Spitzenpreise bis zu 340 Euro waren trotzdem für die drei Münchner Aufführungen zu zahlen. Für noch nicht einmal zwanzig Minuten Netrebko-Vokalarbeit. War es das wert? Auffällig war das stark abfallende, eigentlich so nicht Bayerische-Staatsoper-würdige Umfeld. Sicher, da gab es drei ordentliche Minister, den herausragenden Alexander Tsymbaluk (hier immer noch in Erinnerung als sinistrer Boris Godunow) als bassbalsamischen, aber wenig wichtigen Timur. Und die fast am meisten Applaus einheimsende Ensemblesopranistin Selene Zanetti in der stets dankbaren Partie als zerbrechlich anrührende Liù; die mit 31 Jahren aber freilich schon ein anschwellendes Vibrato hören ließ.

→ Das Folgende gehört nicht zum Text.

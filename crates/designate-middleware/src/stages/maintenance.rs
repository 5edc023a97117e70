//! Maintenance mode middleware.
//!
//! While maintenance mode is on, requests are rejected with
//! `503 Service Unavailable` and `Retry-After: 60`, unless the caller's
//! request context holds the bypass role.

use crate::context::MiddlewareContext;
use crate::middleware::{Middleware, Next};
use crate::types::{Request, Response, ResponseExt};
use designate_config::ServiceApiConfig;
use designate_core::{ApiResult, BoxFuture, ErrorEnvelope};
use designate_telemetry::record_maintenance_rejection;
use http::header::RETRY_AFTER;
use http::{HeaderValue, StatusCode};

/// Seconds clients are asked to wait before retrying.
pub const RETRY_AFTER_SECS: u32 = 60;

/// Middleware rejecting requests during maintenance windows.
#[derive(Debug, Clone)]
pub struct MaintenanceMiddleware {
    enabled: bool,
    role: String,
}

impl MaintenanceMiddleware {
    /// Creates the middleware.
    #[must_use]
    pub fn new(enabled: bool, role: impl Into<String>) -> Self {
        tracing::info!("Starting designate maintenance middleware");
        Self {
            enabled,
            role: role.into(),
        }
    }

    /// Creates the middleware from the `[service_api]` section.
    #[must_use]
    pub fn from_config(config: &ServiceApiConfig) -> Self {
        Self::new(config.maintenance_mode, config.maintenance_mode_role.clone())
    }

    /// Returns `true` if maintenance mode is on.
    #[must_use]
    pub fn is_enabled(&self) -> bool {
        self.enabled
    }

    fn unavailable() -> Response {
        let envelope = ErrorEnvelope::new(
            StatusCode::SERVICE_UNAVAILABLE.as_u16(),
            "service_unavailable",
        );
        let mut response = Response::json(StatusCode::SERVICE_UNAVAILABLE, &envelope);
        response
            .headers_mut()
            .insert(RETRY_AFTER, HeaderValue::from(RETRY_AFTER_SECS));
        response
    }
}

impl Middleware for MaintenanceMiddleware {
    fn name(&self) -> &'static str {
        "maintenance"
    }

    fn process<'a>(
        &'a self,
        ctx: &'a mut MiddlewareContext,
        request: Request,
        next: Next<'a>,
    ) -> BoxFuture<'a, ApiResult<Response>> {
        Box::pin(async move {
            if !self.enabled {
                return next.run(ctx, request).await;
            }

            let bypass = ctx
                .request_context()
                .is_some_and(|context| context.has_role(&self.role));
            if bypass {
                tracing::warn!(
                    request_id = %ctx.request_id(),
                    role = %self.role,
                    "Request authorized to bypass maintenance mode"
                );
                return next.run(ctx, request).await;
            }

            record_maintenance_rejection();
            Ok(Self::unavailable())
        })
    }
}

#[cfg(test)]
mod tests {
    use super::*;
    use bytes::Bytes;
    use designate_core::RequestContext;
    use http_body_util::{BodyExt, Full};

    async fn run(middleware: &MaintenanceMiddleware, roles: Option<&[&str]>) -> Response {
        let mut ctx = MiddlewareContext::new();
        if let Some(roles) = roles {
            let mut context = RequestContext::new(ctx.request_id().clone());
            context.set_roles(roles.iter().copied());
            ctx.attach_context(context);
        }
        let request: Request = http::Request::new(Full::new(Bytes::new()));
        let next = Next::handler(|_ctx, _req| {
            Box::pin(async { Ok(Response::empty(StatusCode::OK)) })
        });
        middleware.process(&mut ctx, request, next).await.unwrap()
    }

    #[tokio::test]
    async fn test_disabled_passes_through() {
        let middleware = MaintenanceMiddleware::from_config(&ServiceApiConfig::default());
        assert!(!middleware.is_enabled());
        assert_eq!(run(&middleware, Some(&["member"])).await.status(), StatusCode::OK);
    }

    #[tokio::test]
    async fn test_bypass_role_passes_through() {
        let middleware = MaintenanceMiddleware::new(true, "admin");
        assert_eq!(run(&middleware, Some(&["admin", "member"])).await.status(), StatusCode::OK);
    }

    #[tokio::test]
    async fn test_rejects_without_role() {
        let middleware = MaintenanceMiddleware::new(true, "admin");
        let response = run(&middleware, Some(&["member"])).await;

        assert_eq!(response.status(), StatusCode::SERVICE_UNAVAILABLE);
        assert_eq!(response.headers().get(RETRY_AFTER).unwrap(), "60");
        let body = response.into_body().collect().await.unwrap().to_bytes();
        let body: serde_json::Value = serde_json::from_slice(&body).unwrap();
        assert_eq!(body, serde_json::json!({"code": 503, "type": "service_unavailable"}));
    }

    #[tokio::test]
    async fn test_rejects_without_context() {
        let middleware = MaintenanceMiddleware::new(true, "admin");
        assert_eq!(
            run(&middleware, None).await.status(),
            StatusCode::SERVICE_UNAVAILABLE
        );
    }

    #[tokio::test]
    async fn test_custom_role() {
        let middleware = MaintenanceMiddleware::new(true, "ops");
        assert_eq!(run(&middleware, Some(&["ops"])).await.status(), StatusCode::OK);
        assert_eq!(
            run(&middleware, Some(&["admin"])).await.status(),
            StatusCode::SERVICE_UNAVAILABLE
        );
    }
}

Aber der junge Italienische Dirigent Giacomo Sagripanti, in Pesaro durchaus als animierender Rossini-Administrator aufgefallen, quirrlte eine träge suppende, undifferenziert laute, schwülstige und schwerfällige Puccini-Sauce, die einem solchen Haus einfach nicht ansteht. Der erschlug die Sänger mit Knalleffekten, ließ es knirschen und krachen, von der modern-expressive Struktur des kalt glitzernden Werkes bliebt nur ein fettlebiges, eigentlich ungenießbares Blubbern, in dem jeder Vokalwohlklang ertrank.

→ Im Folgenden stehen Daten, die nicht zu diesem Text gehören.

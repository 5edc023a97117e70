//! Observability for the Designate API pipeline.
//!
//! - **Logging**: structured logging through `tracing-subscriber`, JSON in
//!   production and pretty-printed in development
//! - **Metrics**: fault counters through the `metrics` facade
//!
//! No metrics exporter is installed here. Counters are no-ops until the
//! hosting process installs a recorder.
//!
//! # Standard Metrics
//!
//! | Metric | Type | Labels | Description |
//! |--------|------|--------|-------------|
//! | `designate_api_faults_total` | Counter | `type`, `status` | Error responses rendered by a fault boundary |
//! | `designate_maintenance_rejections_total` | Counter | - | Requests rejected by maintenance mode |
//! | `designate_fault_notifications_dropped_total` | Counter | `reason` | Fault notifications that were not delivered |
//!
//! # Example
//!
//! ```rust,ignore
//! use designate_telemetry::{init_logging, LogConfig};
//!
//! init_logging(&LogConfig::development())?;
//! tracing::info!(request_id = "req-1", "Processing request");
//! ```

#![warn(missing_docs)]

pub mod error;
pub mod logging;
pub mod metrics;

pub use error::TelemetryError;
pub use logging::{init_logging, LogConfig, LogFormat};
pub use metrics::{
    describe_metrics, record_api_fault, record_maintenance_rejection,
    record_notification_dropped,
};

/// Result type for telemetry operations.
pub type TelemetryResult<T> = Result<T, TelemetryError>;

Und dann war da natürlich noch der unvermeidliche Anna-Gatte Yusif Eyvazov, des Spiels wie der Differenzierung unfähig. Der blökte vor allem seine Spitzentöne am Ende der Rätselszene mit tumber Kraft als eitle Audioausstellung; dabei wurde das sowieso hässlich flache Timbre gleich noch platter und vulgärer. Sein „Nessun dorma“ sang er auf höchst provinziellem Niveau. Da haben die Jahre des penetranten Mitgeschleifwerdens durch die Ehefrau nichts optimiert – und dafür bedankte er sich dann noch mit läppisch eitlen Triumphalgesten. Der Applaus für ihn war sehr endenwollend.
Und die Anna? Die ist eine glaubhafte, in der gleißenden Geisha-Maske mit dem stacheligen Russkratzer-Kopfputz ungewöhnlich lyrische Turandot. Schade, dass sie hier um eine figürliche Entwicklung gebracht wird, da der nachkomponierte Alfano-Schluss fehlt. „In questa regia“ singt sie anfangs noch etwas blechern bemüht, doch die Stimme ist schnell im Fokus, das dunkle Timbre und ihr Metall helfen dem Spinto-Volumen, gut durchzukommen. So wirkt die eindimensionale Parabel-Figur schnell menschlich, in der Rätselszene leistet sie sich wirklich selten so fein in den Piani zu hörende Momente. Aber wie gesagt: im Akt drei sind da nur noch ein paar maue Einwürfe und viel Herumstehen. So bleibt der Eindruck einer „Turandot“ interrupta. Irgendwie fühlt man sich ums Komplettvergnügen gebracht. Und musste drumherum den Netrebko-Kollateralschaden ertragen. Da freuen wir uns doch schon auf Mai und die Dresdner Verdi-Elisabetta. Die hat wenigstens viel und schön zu singen. Auch wenn da wieder bereits Yusif-Carlo in der Kulisse lauert…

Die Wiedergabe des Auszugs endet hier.